Il y a une autre raison pour laquelle plus de choix n'est pas nécessairement une plus grande liberté. Dans mes exemples de céréales, de confitures de fraises et de sauce soja, il ne s'agissait jamais que de choix alimentaires dont l'importance est finalement assez faible. En tout cas quand on les prend un par un. Pas vraiment de choix identitaire là-dedans. Le temps que l'on dépense à choisir une confiture ou une énième série télé, ce n'est pas vraiment le grand exercice de la liberté. On en viendrait même à se dire que si, pendant ce temps passé à faire ces choix anecdotiques, on ne se demande pas si l'on veut vraiment passer tout ce temps à manger des tartines devant la télé, alors on aura au final perdu de la liberté. Une conclusion plus dérangeante, celle-la.

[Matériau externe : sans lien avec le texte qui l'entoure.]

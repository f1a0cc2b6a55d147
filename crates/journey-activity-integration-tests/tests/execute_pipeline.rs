//! End-to-end tests for the execute endpoint against a mocked upstream.

mod common;

use common::*;
use serde_json::json;
use wiremock::MockServer;

/// Verify that a direct-arguments execute writes the record through the
/// first candidate and audits the success.
#[tokio::test]
async fn test_execute_writes_record_and_audits() {
    let server = MockServer::start().await;
    mount_token(&server).await;
    mount_status(&server, &rowset_path(TARGET_KEY), 200).await;
    mount_status(&server, &async_rows_path(AUDIT_KEY), 202).await;
    let app = build_router(upstream_config(&server));

    let (status, body) = post_json(
        &app,
        "/execute",
        &json!({ "inArguments": [{ "contactKey": "101010", "customMessage": "hello", "uuid": "corr-1" }] }),
    )
    .await;

    assert_eq!(status, 200);
    assert_eq!(body, "Execute");

    let writes = bodies_sent_to(&server, &rowset_path(TARGET_KEY)).await;
    assert_eq!(
        writes,
        vec![json!([{
            "keys": { "SubscriberKey": "101010" },
            "values": { "SubscriberKey": "101010", "CustomText": "hello" }
        }])]
    );

    let audits = bodies_sent_to(&server, &async_rows_path(AUDIT_KEY)).await;
    assert_eq!(audits.len(), 1);
    let row = &audits[0]["items"][0];
    assert_eq!(row["SubscriberKey"], "101010");
    assert_eq!(row["ActivityUUID"], "corr-1");
    assert_eq!(row["Status"], "Success");
    assert_eq!(row["CustomMessage"], "hello");
    assert!(row["ErrorLog"].is_null());
}

#[tokio::test]
async fn test_write_carries_bearer_token() {
    let server = MockServer::start().await;
    mount_token(&server).await;
    mount_status(&server, &rowset_path(TARGET_KEY), 200).await;
    mount_status(&server, &async_rows_path(AUDIT_KEY), 202).await;
    let app = build_router(upstream_config(&server));

    post_json(&app, "/execute", &json!({ "inArguments": [{ "contactKey": "k" }] })).await;

    let requests = server.received_requests().await.unwrap();
    let write = requests
        .iter()
        .find(|r| r.url.path() == rowset_path(TARGET_KEY))
        .unwrap();
    assert_eq!(
        write.headers.get("authorization").unwrap(),
        &format!("Bearer {}", ACCESS_TOKEN)
    );
}

/// Verify that a rejected rowset write falls back to the async rows API.
#[tokio::test]
async fn test_rowset_failure_falls_back_to_async_rows() {
    let server = MockServer::start().await;
    mount_token(&server).await;
    mount_status(&server, &rowset_path(TARGET_KEY), 400).await;
    mount_status(&server, &async_rows_path(TARGET_KEY), 202).await;
    mount_status(&server, &async_rows_path(AUDIT_KEY), 202).await;
    let app = build_router(upstream_config(&server));

    let (status, body) = post_json(
        &app,
        "/execute",
        &json!({ "inArguments": [{ "contactKey": "101010", "customMessage": "hello" }] }),
    )
    .await;

    assert_eq!((status.as_u16(), body.as_str()), (200, "Execute"));

    let rowset = rowset_path(TARGET_KEY);
    let rows = async_rows_path(TARGET_KEY);
    let writes: Vec<String> = paths_received(&server)
        .await
        .into_iter()
        .filter(|p| *p == rowset || *p == rows)
        .collect();
    assert_eq!(writes, vec![rowset, rows.clone()]);

    assert_eq!(
        bodies_sent_to(&server, &rows).await,
        vec![json!({ "items": [{ "SubscriberKey": "101010", "CustomText": "hello" }] })]
    );

    let audits = bodies_sent_to(&server, &async_rows_path(AUDIT_KEY)).await;
    assert_eq!(audits[0]["items"][0]["Status"], "Success");
}

/// Verify that authorization failures on every candidate still acknowledge
/// and are recorded as an error in the audit collection.
#[tokio::test]
async fn test_all_candidates_unauthorized_is_acknowledged() {
    let server = MockServer::start().await;
    mount_token(&server).await;
    mount_status(&server, &rowset_path(TARGET_KEY), 401).await;
    mount_status(&server, &async_rows_path(TARGET_KEY), 401).await;
    mount_status(&server, &async_rows_path(AUDIT_KEY), 202).await;
    let app = build_router(upstream_config(&server));

    let (status, body) = post_json(
        &app,
        "/execute",
        &json!({ "inArguments": [{ "contactKey": "101010" }] }),
    )
    .await;

    assert_eq!(status, 200);
    assert_eq!(body, "Execute");

    let audits = bodies_sent_to(&server, &async_rows_path(AUDIT_KEY)).await;
    let row = &audits[0]["items"][0];
    assert_eq!(row["Status"], "Error");
    assert!(row["ErrorLog"].as_str().is_some_and(|e| !e.is_empty()));
}

#[tokio::test]
async fn test_upstream_outage_is_acknowledged() {
    let server = MockServer::start().await;
    mount_token(&server).await;
    mount_status(&server, &rowset_path(TARGET_KEY), 503).await;
    mount_status(&server, &async_rows_path(TARGET_KEY), 503).await;
    mount_status(&server, &async_rows_path(AUDIT_KEY), 503).await;
    let app = build_router(upstream_config(&server));

    let (status, body) = post_json(
        &app,
        "/execute",
        &json!({ "inArguments": [{ "contactKey": "101010" }] }),
    )
    .await;

    assert_eq!(status, 200);
    assert_eq!(body, "Execute");
}

/// Verify that a failed token exchange skips every write but still acknowledges.
#[tokio::test]
async fn test_token_exchange_failure_skips_writes() {
    let server = MockServer::start().await;
    mount_status(&server, TOKEN_PATH, 401).await;
    let app = build_router(upstream_config(&server));

    let (status, body) = post_json(
        &app,
        "/execute",
        &json!({ "inArguments": [{ "contactKey": "101010" }] }),
    )
    .await;

    assert_eq!(status, 200);
    assert_eq!(body, "Execute");
    assert!(paths_received(&server).await.iter().all(|p| p == TOKEN_PATH));
}

#[tokio::test]
async fn test_missing_credentials_never_contacts_upstream() {
    let server = MockServer::start().await;
    let mut config = upstream_config(&server);
    config.upstream.client_id = None;
    config.upstream.client_secret = None;
    let app = build_router(config);

    let (status, body) = post_json(
        &app,
        "/execute",
        &json!({ "inArguments": [{ "contactKey": "101010" }] }),
    )
    .await;

    assert_eq!((status.as_u16(), body.as_str()), (200, "Execute"));
    assert!(paths_received(&server).await.is_empty());
}

/// Verify that a signed token carrying nested activity arguments supplies
/// the record key and message, and the message reaches the audit row.
#[tokio::test]
async fn test_signed_token_with_nested_arguments() {
    let server = MockServer::start().await;
    mount_token(&server).await;
    mount_status(&server, &rowset_path(TARGET_KEY), 200).await;
    mount_status(&server, &async_rows_path(AUDIT_KEY), 202).await;
    let app = build_router(upstream_config(&server));

    let token = sign(&json!({
        "request": {
            "currentActivity": {
                "arguments": {
                    "execute": {
                        "inArguments": [{ "contactKey": "nested-1", "customMessage": "nested hello" }]
                    }
                }
            }
        }
    }));

    let (status, body) = post_json(&app, "/execute", &json!({ "jwt": token })).await;

    assert_eq!((status.as_u16(), body.as_str()), (200, "Execute"));

    let writes = bodies_sent_to(&server, &rowset_path(TARGET_KEY)).await;
    assert_eq!(writes[0][0]["keys"]["SubscriberKey"], "nested-1");
    assert_eq!(writes[0][0]["values"]["CustomText"], "nested hello");

    let audits = bodies_sent_to(&server, &async_rows_path(AUDIT_KEY)).await;
    assert_eq!(audits[0]["items"][0]["CustomMessage"], "nested hello");
}

#[tokio::test]
async fn test_raw_token_body() {
    let server = MockServer::start().await;
    mount_token(&server).await;
    mount_status(&server, &rowset_path(TARGET_KEY), 200).await;
    mount_status(&server, &async_rows_path(AUDIT_KEY), 202).await;
    let app = build_router(upstream_config(&server));

    let token = sign(&json!({ "inArguments": [{ "contactKey": "raw-1", "customMessage": "raw" }] }));
    let (_, body) = post_raw(&app, "/execute", "application/jwt", &token).await;

    assert_eq!(body, "Execute");
    let writes = bodies_sent_to(&server, &rowset_path(TARGET_KEY)).await;
    assert_eq!(writes[0][0]["keys"]["SubscriberKey"], "raw-1");
}

/// Verify that a token signed with the wrong secret falls back to defaults.
#[tokio::test]
async fn test_forged_token_uses_defaults() {
    let server = MockServer::start().await;
    mount_token(&server).await;
    mount_status(&server, &rowset_path(TARGET_KEY), 200).await;
    mount_status(&server, &async_rows_path(AUDIT_KEY), 202).await;
    let app = build_router(upstream_config(&server));

    let forged = jsonwebtoken::encode(
        &jsonwebtoken::Header::default(),
        &json!({ "inArguments": [{ "contactKey": "attacker" }] }),
        &jsonwebtoken::EncodingKey::from_secret(b"not-the-secret"),
    )
    .unwrap();

    let (_, body) = post_json(&app, "/execute", &json!({ "jwt": forged })).await;

    assert_eq!(body, "Execute");
    let writes = bodies_sent_to(&server, &rowset_path(TARGET_KEY)).await;
    assert_eq!(writes[0][0]["keys"]["SubscriberKey"], "UNKNOWN_CONTACT");
    assert_eq!(
        writes[0][0]["values"]["CustomText"],
        "Contact processed by custom journey activity"
    );
}

/// Verify that repeating the same execute produces the same write twice.
#[tokio::test]
async fn test_repeated_execute_is_an_upsert() {
    let server = MockServer::start().await;
    mount_token(&server).await;
    mount_status(&server, &rowset_path(TARGET_KEY), 200).await;
    mount_status(&server, &async_rows_path(AUDIT_KEY), 202).await;
    let app = build_router(upstream_config(&server));
    let request = json!({ "inArguments": [{ "contactKey": "101010", "customMessage": "hello" }] });

    post_json(&app, "/execute", &request).await;
    post_json(&app, "/execute", &request).await;

    let writes = bodies_sent_to(&server, &rowset_path(TARGET_KEY)).await;
    assert_eq!(writes.len(), 2);
    assert_eq!(writes[0], writes[1]);
}

#[tokio::test]
async fn test_cached_tokens_are_reused_across_executions() {
    let server = MockServer::start().await;
    mount_token(&server).await;
    mount_status(&server, &rowset_path(TARGET_KEY), 200).await;
    mount_status(&server, &async_rows_path(AUDIT_KEY), 202).await;
    let mut config = upstream_config(&server);
    config.upstream.cache_tokens = true;
    let app = build_router(config);
    let request = json!({ "inArguments": [{ "contactKey": "101010" }] });

    post_json(&app, "/execute", &request).await;
    post_json(&app, "/execute", &request).await;

    let exchanges = paths_received(&server)
        .await
        .into_iter()
        .filter(|p| p == TOKEN_PATH)
        .count();
    assert_eq!(exchanges, 1);
    assert_eq!(bodies_sent_to(&server, &rowset_path(TARGET_KEY)).await.len(), 2);
}

#[tokio::test]
async fn test_disabled_audit_writes_nothing() {
    let server = MockServer::start().await;
    mount_token(&server).await;
    mount_status(&server, &rowset_path(TARGET_KEY), 200).await;
    let mut config = upstream_config(&server);
    config.collections.audit_enabled = false;
    let app = build_router(config);

    post_json(&app, "/execute", &json!({ "inArguments": [{ "contactKey": "k" }] })).await;

    assert!(bodies_sent_to(&server, &async_rows_path(AUDIT_KEY)).await.is_empty());
}
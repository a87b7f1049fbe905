//! Schema migrations run from a short-lived container.
//!
//! The migration image receives the database location through
//! `HOST`/`PORT`/`DATABASE`/`USERNAME`/`PASSWORD` and is expected to exit
//! once the schema is applied.

use std::sync::Arc;

use async_trait::async_trait;
use serde::{Deserialize, Serialize};

use crate::backends::mysql::{MySqlOptions, MYSQL_PORT};
use crate::backends::postgres::{PostgresOptions, POSTGRES_PORT};
use crate::backends::{Backend, ServiceContainer};
use crate::container::options::{self, DEFAULT_TAG};
use crate::container::{Container, ContainerContext, ContainerEngine, Initializer, RuntimeEnvironment};
use crate::error::ContainerError;

/// Host a container uses to reach services published on the Docker host.
pub const DOCKER_HOST_GATEWAY: &str = "host.docker.internal";

/// Rails environment the migration image is run with.
const RAILS_ENV: &str = "customized";

/// Which image to run and how.
#[derive(Debug, Clone, PartialEq, Eq, Serialize, Deserialize)]
pub struct MigrationOptions {
    pub repository: String,
    /// Empty means `latest`.
    #[serde(default)]
    pub tag: String,
    /// Replaces the default `bundle exec rake db:migrate`.
    #[serde(default)]
    pub command: Option<Vec<String>>,
}

impl MigrationOptions {
    pub fn new(repository: impl Into<String>) -> Self {
        Self {
            repository: repository.into(),
            tag: String::new(),
            command: None,
        }
    }

    pub fn with_tag(mut self, tag: impl Into<String>) -> Self {
        self.tag = tag.into();
        self
    }

    pub fn with_command<I, S>(mut self, command: I) -> Self
    where
        I: IntoIterator<Item = S>,
        S: Into<String>,
    {
        self.command = Some(command.into_iter().map(Into::into).collect());
        self
    }

    fn tag(&self) -> &str {
        if self.tag.is_empty() {
            DEFAULT_TAG
        } else {
            &self.tag
        }
    }

    fn command(&self) -> Vec<String> {
        match &self.command {
            Some(command) if !command.is_empty() => command.clone(),
            _ => ["bundle", "exec", "rake", "db:migrate"]
                .iter()
                .map(|s| s.to_string())
                .collect(),
        }
    }
}

/// Where the migration container finds the database.
#[derive(Debug, Clone, PartialEq, Eq, Serialize, Deserialize)]
pub struct MigrationTarget {
    pub host: String,
    pub port: u16,
    pub database: String,
    pub username: String,
    pub password: String,
}

impl MigrationTarget {
    /// Target for a MySQL service, as seen from another container.
    pub async fn from_mysql(service: &ServiceContainer<MySqlOptions>) -> Result<Self, ContainerError> {
        let opts = service.backend();
        let credentials = Self {
            host: service.address().host.clone(),
            port: service.address().port,
            database: opts.database.clone(),
            username: opts.username.clone(),
            password: opts.password.clone(),
        };
        credentials.seen_from_container(service.container(), MYSQL_PORT).await
    }

    /// Target for a PostgreSQL service, as seen from another container.
    pub async fn from_postgres(
        service: &ServiceContainer<PostgresOptions>,
    ) -> Result<Self, ContainerError> {
        let opts = service.backend();
        let credentials = Self {
            host: service.address().host.clone(),
            port: service.address().port,
            database: opts.database.clone(),
            username: opts.username.clone(),
            password: opts.password.clone(),
        };
        credentials.seen_from_container(service.container(), POSTGRES_PORT).await
    }

    /// Rewrites the host so a sibling container can reach the database.
    ///
    /// A provisioned database is reached over the bridge network on its
    /// internal address and container port. An external database on the
    /// loopback interface is reached through the Docker host gateway.
    async fn seen_from_container(
        mut self,
        container: Option<&Container>,
        container_port: u16,
    ) -> Result<Self, ContainerError> {
        match container.and_then(|c| c.id().map(|id| (c, id))) {
            Some((container, id)) => {
                self.host = container.engine().internal_ip(id).await?;
                self.port = container_port;
            }
            None if is_loopback(&self.host) => {
                self.host = DOCKER_HOST_GATEWAY.to_string();
            }
            None => {}
        }
        Ok(self)
    }

    fn env(&self) -> Vec<String> {
        vec![
            format!("RAILS_ENV={RAILS_ENV}"),
            format!("HOST={}", self.host),
            format!("PORT={}", self.port),
            format!("DATABASE={}", self.database),
            format!("USERNAME={}", self.username),
            format!("PASSWORD={}", self.password),
        ]
    }
}

fn is_loopback(host: &str) -> bool {
    matches!(host, "127.0.0.1" | "localhost" | "::1")
}

/// Runs the migration image to completion against `target`.
///
/// # Errors
///
/// Returns the start, wait or stop error of the migration container;
/// `ContainerError::NonZeroExit` when the migration itself fails.
pub async fn run_migration(
    engine: Arc<dyn ContainerEngine>,
    environment: RuntimeEnvironment,
    target: &MigrationTarget,
    migration: &MigrationOptions,
) -> Result<(), ContainerError> {
    let span = tracing::info_span!("migration", image = %migration.repository, database = %target.database);

    let mut container = Container::with_options(
        engine,
        environment,
        [
            options::image_repository(migration.repository.clone()),
            options::image_tag(migration.tag()),
            options::env(target.env()),
            options::run_command(migration.command()),
            options::span(span.clone()),
        ],
    );

    if let Err(e) = container.start().await {
        tracing::error!(parent: &span, error = %e, "Failed to start migration container");
        if container.is_started() {
            if let Err(stop_err) = container.stop().await {
                tracing::warn!(parent: &span, error = %stop_err, "Failed to remove migration container");
            }
        }
        return Err(e);
    }

    if let Err(e) = container.wait().await {
        tracing::error!(parent: &span, error = %e, "Failed to wait for migration container");
        if let Err(stop_err) = container.stop().await {
            tracing::warn!(parent: &span, error = %stop_err, "Failed to remove migration container");
        }
        return Err(e);
    }

    container.stop().await
}

/// Runs a migration once, right after the database first becomes healthy.
pub struct MigrationInitializer {
    credentials: MigrationTarget,
    container_port: u16,
    migration: MigrationOptions,
}

impl MigrationInitializer {
    pub fn mysql(database: &MySqlOptions, migration: MigrationOptions) -> Self {
        Self {
            credentials: MigrationTarget {
                host: database.host().to_string(),
                port: database.port(),
                database: database.database.clone(),
                username: database.username.clone(),
                password: database.password.clone(),
            },
            container_port: MYSQL_PORT,
            migration,
        }
    }

    pub fn postgres(database: &PostgresOptions, migration: MigrationOptions) -> Self {
        Self {
            credentials: MigrationTarget {
                host: database.host().to_string(),
                port: database.port(),
                database: database.database.clone(),
                username: database.username.clone(),
                password: database.password.clone(),
            },
            container_port: POSTGRES_PORT,
            migration,
        }
    }
}

#[async_trait]
impl Initializer for MigrationInitializer {
    async fn initialize(&self, ctx: &ContainerContext) -> anyhow::Result<()> {
        let target = MigrationTarget {
            host: ctx.engine.internal_ip(&ctx.id).await?,
            port: self.container_port,
            ..self.credentials.clone()
        };

        run_migration(ctx.engine.clone(), ctx.environment, &target, &self.migration).await?;
        Ok(())
    }
}

#[cfg(test)]
mod tests {
    use super::*;
    use crate::backends::config::lookup_from;
    use crate::container::fake::FakeEngine;

    fn target() -> MigrationTarget {
        MigrationTarget {
            host: "172.17.0.2".to_string(),
            port: 3306,
            database: "db0".to_string(),
            username: "root".to_string(),
            password: "my-secret-pw".to_string(),
        }
    }

    #[test]
    fn test_default_command_and_tag() {
        let migration = MigrationOptions::new("app/migrate");
        assert_eq!(migration.tag(), "latest");
        assert_eq!(migration.command(), vec!["bundle", "exec", "rake", "db:migrate"]);

        let custom = MigrationOptions::new("app/migrate")
            .with_tag("v2")
            .with_command(["rake", "db:setup"]);
        assert_eq!(custom.tag(), "v2");
        assert_eq!(custom.command(), vec!["rake", "db:setup"]);
    }

    #[test]
    fn test_target_env() {
        let env = target().env();
        assert_eq!(env[0], "RAILS_ENV=customized");
        assert!(env.contains(&"HOST=172.17.0.2".to_string()));
        assert!(env.contains(&"PORT=3306".to_string()));
        assert!(env.contains(&"PASSWORD=my-secret-pw".to_string()));
    }

    #[tokio::test]
    async fn test_run_migration_runs_to_completion() {
        let engine = Arc::new(FakeEngine::new());

        run_migration(
            engine.clone(),
            RuntimeEnvironment::Host,
            &target(),
            &MigrationOptions::new("app/migrate"),
        )
        .await
        .unwrap();

        assert_eq!(
            engine.calls(),
            vec![
                "create app/migrate:latest",
                "start fake-1",
                "wait fake-1",
                "stop fake-1",
                "remove fake-1",
            ]
        );
        let spec = &engine.created()[0];
        assert!(spec.env.contains(&"DATABASE=db0".to_string()));
        assert_eq!(spec.cmd.as_ref().unwrap()[0], "bundle");
    }

    #[tokio::test]
    async fn test_failed_migration_still_removes_container() {
        let engine = Arc::new(FakeEngine::new().with_exit_code(1));

        let err = run_migration(
            engine.clone(),
            RuntimeEnvironment::Host,
            &target(),
            &MigrationOptions::new("app/migrate"),
        )
        .await
        .unwrap_err();

        assert!(matches!(err, ContainerError::NonZeroExit { code: 1 }));
        assert!(engine.calls().contains(&"remove fake-1".to_string()));
    }

    #[tokio::test]
    async fn test_migration_inside_container_skips_inspection() {
        let engine = Arc::new(FakeEngine::new().failing_inspect());

        run_migration(
            engine.clone(),
            RuntimeEnvironment::Container,
            &target(),
            &MigrationOptions::new("app/migrate"),
        )
        .await
        .unwrap();

        assert_eq!(
            engine.calls(),
            vec![
                "create app/migrate:latest",
                "start fake-1",
                "wait fake-1",
                "stop fake-1",
                "remove fake-1",
            ]
        );
    }

    #[tokio::test]
    async fn test_failed_migration_start_leaves_no_container() {
        let engine = Arc::new(FakeEngine::new().failing_start());

        let err = run_migration(
            engine.clone(),
            RuntimeEnvironment::Container,
            &target(),
            &MigrationOptions::new("app/migrate"),
        )
        .await
        .unwrap_err();

        assert!(matches!(err, ContainerError::Engine(_)));
        assert_eq!(
            engine.calls(),
            vec!["create app/migrate:latest", "start fake-1", "remove fake-1"]
        );
    }

    #[tokio::test]
    async fn test_external_loopback_uses_host_gateway() {
        let mysql = MySqlOptions::from_lookup(lookup_from(&[("TEST_MYSQL_HOST", "127.0.0.1")])).unwrap();
        let service = ServiceContainer::external(mysql);

        let target = MigrationTarget::from_mysql(&service).await.unwrap();
        assert_eq!(target.host, "host.docker.internal");
        assert_eq!(target.port, 3306);
    }

    #[tokio::test]
    async fn test_provisioned_database_uses_internal_address() {
        let mysql = MySqlOptions::from_lookup(lookup_from(&[("TEST_MYSQL_PORT", "13306")])).unwrap();
        let engine = Arc::new(FakeEngine::new().with_ip("172.17.0.5"));
        let mut service = ServiceContainer::new(
            mysql,
            engine,
            RuntimeEnvironment::Host,
            [options::health_check_with_policy(
                crate::container::predicate(|| async { Ok(()) }),
                crate::container::RetryPolicy::default(),
            )],
        );
        service.start().await.unwrap();

        let target = MigrationTarget::from_mysql(&service).await.unwrap();
        assert_eq!(target.host, "172.17.0.5");
        assert_eq!(target.port, 3306);
        assert_eq!(target.database, "db0");
    }

    #[tokio::test]
    async fn test_initializer_targets_database_container() {
        let engine = Arc::new(FakeEngine::new().with_ip("172.17.0.7"));
        let postgres = PostgresOptions::default();
        let init = MigrationInitializer::postgres(&postgres, MigrationOptions::new("app/migrate"));

        let ctx = ContainerContext {
            id: "db-1".to_string(),
            host: "127.0.0.1".to_string(),
            environment: RuntimeEnvironment::Host,
            engine: engine.clone(),
        };
        init.initialize(&ctx).await.unwrap();

        let spec = &engine.created()[0];
        assert!(spec.env.contains(&"HOST=172.17.0.7".to_string()));
        assert!(spec.env.contains(&"PORT=5432".to_string()));
        assert!(spec.env.contains(&"USERNAME=postgres".to_string()));
    }
}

Mais par ailleurs justement, il y a des choix identitaires auxquels il est important de pouvoir participer et qu'on ne peut pas mettre à la même enseigne que les choix de céréales. Parmi eux, les choix qui concernent nos traitements médicaux. Là, malheureusement, le dossier de ce week-end va trop vite en besogne. Il présente une discussion sur la décision médicale partagée. Un sujet inclus dans les études de médecine depuis un certain temps, et qui commence à l'être sous cet intitulé. Mais évidemment, il ne s'agit pas ici de faire choisir son traitement à une personne malade comme s'il s'agissait de son petit déjeuner. Partager les décisions médicales entre patients et médecins c'est une affaire importante, mais aussi une affaire sérieuse. Elle mérite...du soin. Des compétences et de l'adaptation. Respecter la liberté d'un patient, cela voudra parfois dire lui laisser une part importante des décisions, mais parfois aussi respecter son choix de ne pas être celui qui choisit. Être inclus dans la décision, pour certains cela signifie déjà simplement être informés suffisamment pour pouvoir, le cas échéant, donner leur avis. Certaines personnes qui préfèrent par ailleurs laisser décider leur médecin souhaitent quand même avoir toutes les informations les concernant. Dans la plupart des cas, cela signifie davantage: vraiment décider ensemble. C'est-à-dire discuter, pour le patient se faire son idée, pour le médecin accompagner une personne malade à travers une décision qui -oui- peut être délicate. Un exercice difficile, où la manière compte énormément. Il doit s'apprendre et s'affiner par l'expérience. Et parce qu'il ne s'agit que rarement de décisions triviales, cette liberté-là doit compter plus que celle de choisir sa confiture.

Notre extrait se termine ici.